The approach is designed to tackle a problem that has frustrated public officials for decades: the large percentage of former inmates who repeatedly end up in prison for reasons related to addiction or mental illness. Experts say that up to half of all inmates fall into this group.

"There is a huge revolving door of people who have substance abuse problems and mental illness and end up getting arrested multiple times," said Dr. Yngvild Olsen, medical director of the Harford County Health Department and the primary architect of the program. "There has to be a way that we can intervene to stop that."

This program will provide an important component: free transportation from the Harford County Detention Center to the treatment center when inmates are released. That is crucial, Olsen said, because inmates often have no way to get to treatment even if they want to sign up. By enrolling them as soon as they are released, she hopes to help them avoid old routines that lead to drug use and crime.

"It's a captive audience, no pun intended," Olsen said.

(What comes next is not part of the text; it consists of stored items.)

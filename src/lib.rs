pub mod check;
pub mod config;
pub mod error;
pub mod logic;
pub mod resolve;
pub mod slice;
pub mod validate;

use std::path::{Path, PathBuf};

use crate::config::{discover_config, load_user_config, GeneratorConfig};
use crate::error::{Result, ScriptgenError};
use crate::logic::{derive_name, LogicRegistry, FALLBACK_NAME};
use crate::resolve::{resolve_document, ResolvedTemplate};
use crate::validate::validate_selection;

pub use crate::logic::GenerationLogic;
pub use crate::slice::substring_between;

/// Everything needed to write a generated file, computed without touching the filesystem.
#[derive(Debug, Clone)]
pub struct GenerationPlan {
    pub template: PathBuf,
    /// Generation type declared by the template.
    pub type_name: String,
    /// Declared output name, or the `_` fallback.
    pub output_name: String,
    pub output_path: PathBuf,
    pub content: String,
}

impl GenerationPlan {
    pub fn uses_fallback_name(&self) -> bool {
        self.output_name == FALLBACK_NAME
    }
}

/// A source file written by a successful run.
#[derive(Debug, Clone, PartialEq, Eq)]
pub struct GeneratedArtifact {
    pub path: PathBuf,
    pub type_name: String,
    pub output_name: String,
    pub content: String,
}

/// Generates source files from template documents.
///
/// Holds no per-run state: each call validates, resolves and produces from
/// scratch. Runs writing to the same output path are not serialized; the
/// last write wins.
#[derive(Debug)]
pub struct Generator {
    registry: LogicRegistry,
    config: GeneratorConfig,
}

impl Generator {
    pub fn new(registry: LogicRegistry, config: GeneratorConfig) -> Self {
        Self { registry, config }
    }

    /// Build a generator configured from the scriptgen.toml nearest to `start`
    /// and the user config, extending `registry` with their script directories.
    pub fn discover(start: &Path, mut registry: LogicRegistry) -> Result<Self> {
        let loaded = discover_config(start)?;
        registry.set_limits(loaded.config.limits);
        for dir in loaded.script_dirs() {
            registry.add_script_dir(dir);
        }

        if let Some(user) = load_user_config()? {
            for dir in user.script_dirs {
                registry.add_script_dir(dir);
            }
        }

        Ok(Self::new(registry, loaded.config.generator))
    }

    pub fn config(&self) -> &GeneratorConfig {
        &self.config
    }

    pub fn config_mut(&mut self) -> &mut GeneratorConfig {
        &mut self.config
    }

    pub fn registry(&self) -> &LogicRegistry {
        &self.registry
    }

    pub fn registry_mut(&mut self) -> &mut LogicRegistry {
        &mut self.registry
    }

    /// Suffix template documents must carry, e.g. `.template.rs`.
    pub fn template_suffix(&self) -> String {
        self.config.template_suffix()
    }

    /// Pre-flight check of a selected template path. Has no side effects.
    pub fn validate(&self, path: &Path) -> Result<()> {
        validate_selection(path, &self.template_suffix())
    }

    /// Validate `path` and instantiate the generation logic it declares.
    pub fn resolve(&self, path: &Path) -> Result<ResolvedTemplate> {
        self.validate(path)?;
        resolve_document(path, &self.registry, &self.config.contract)
    }

    /// Run the pipeline up to, but not including, the write.
    pub fn plan(&self, path: &Path) -> Result<GenerationPlan> {
        let resolved = self.resolve(path)?;

        let output_name = derive_name(resolved.logic.as_ref(), FALLBACK_NAME);
        let output_path = output_path(path, &output_name, &self.config.source_extension);
        check_output_name(path, &output_name, &output_path)?;
        tracing::debug!(
            type_name = %resolved.type_name,
            output = %output_path.display(),
            "producing source text"
        );

        let content = resolved.logic.produce()?;

        Ok(GenerationPlan {
            template: resolved.path,
            type_name: resolved.type_name,
            output_name,
            output_path,
            content,
        })
    }

    /// Write a planned file, overwriting whatever is at its output path.
    pub fn execute(&self, plan: GenerationPlan) -> Result<GeneratedArtifact> {
        std::fs::write(&plan.output_path, &plan.content).map_err(|e| ScriptgenError::Io {
            context: format!("writing {}", plan.output_path.display()),
            source: e,
        })?;

        tracing::info!(
            name = %plan.output_name,
            path = %plan.output_path.display(),
            "generated source file"
        );

        Ok(GeneratedArtifact {
            path: plan.output_path,
            type_name: plan.type_name,
            output_name: plan.output_name,
            content: plan.content,
        })
    }

    /// Generate the source file declared by the template at `path`.
    ///
    /// Writes exactly one file on success and nothing on failure.
    pub fn generate(&self, path: &Path) -> Result<GeneratedArtifact> {
        let plan = self.plan(path)?;
        self.execute(plan)
    }
}

/// Path of the generated file: the template's directory, named `<name>.<extension>`.
pub fn output_path(template: &Path, name: &str, extension: &str) -> PathBuf {
    template.with_file_name(format!("{name}.{extension}"))
}

/// Reject output names that would leave the template's directory or
/// replace the template document itself.
fn check_output_name(template: &Path, name: &str, output: &Path) -> Result<()> {
    let reason = if name.chars().any(std::path::is_separator) || name == ".." {
        "Output names must not contain path separators"
    } else if output == template {
        "The output would overwrite the template document"
    } else {
        return Ok(());
    };

    Err(ScriptgenError::InvalidOutputName {
        path: template.to_path_buf(),
        name: name.to_string(),
        reason: reason.to_string(),
    })
}

/// Directory whose scriptgen.toml governs the template at `path`.
pub fn config_root(path: &Path) -> &Path {
    match path.parent() {
        Some(parent) if !parent.as_os_str().is_empty() => parent,
        _ => Path::new("."),
    }
}

/// Generate a source file from a template using discovered configuration
/// and script-only generation logic.
pub fn generate(path: &Path) -> Result<GeneratedArtifact> {
    Generator::discover(config_root(path), LogicRegistry::new())?.generate(path)
}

In Harford County and elsewhere, programs assist inmates with drug problems. But many experts say such programs do little good because the lessons learned inside prison walls tend not to stick in the outside world.

Several Maryland counties, including Wicomico and Montgomery, offer programs, including drug treatment, for former inmates. But the Harford program, as yet unnamed, breaks ground by linking the various pieces into a comprehensive whole. The program offers not only drug treatment, but transportation, medical care, mental health treatment and help in applying for other services.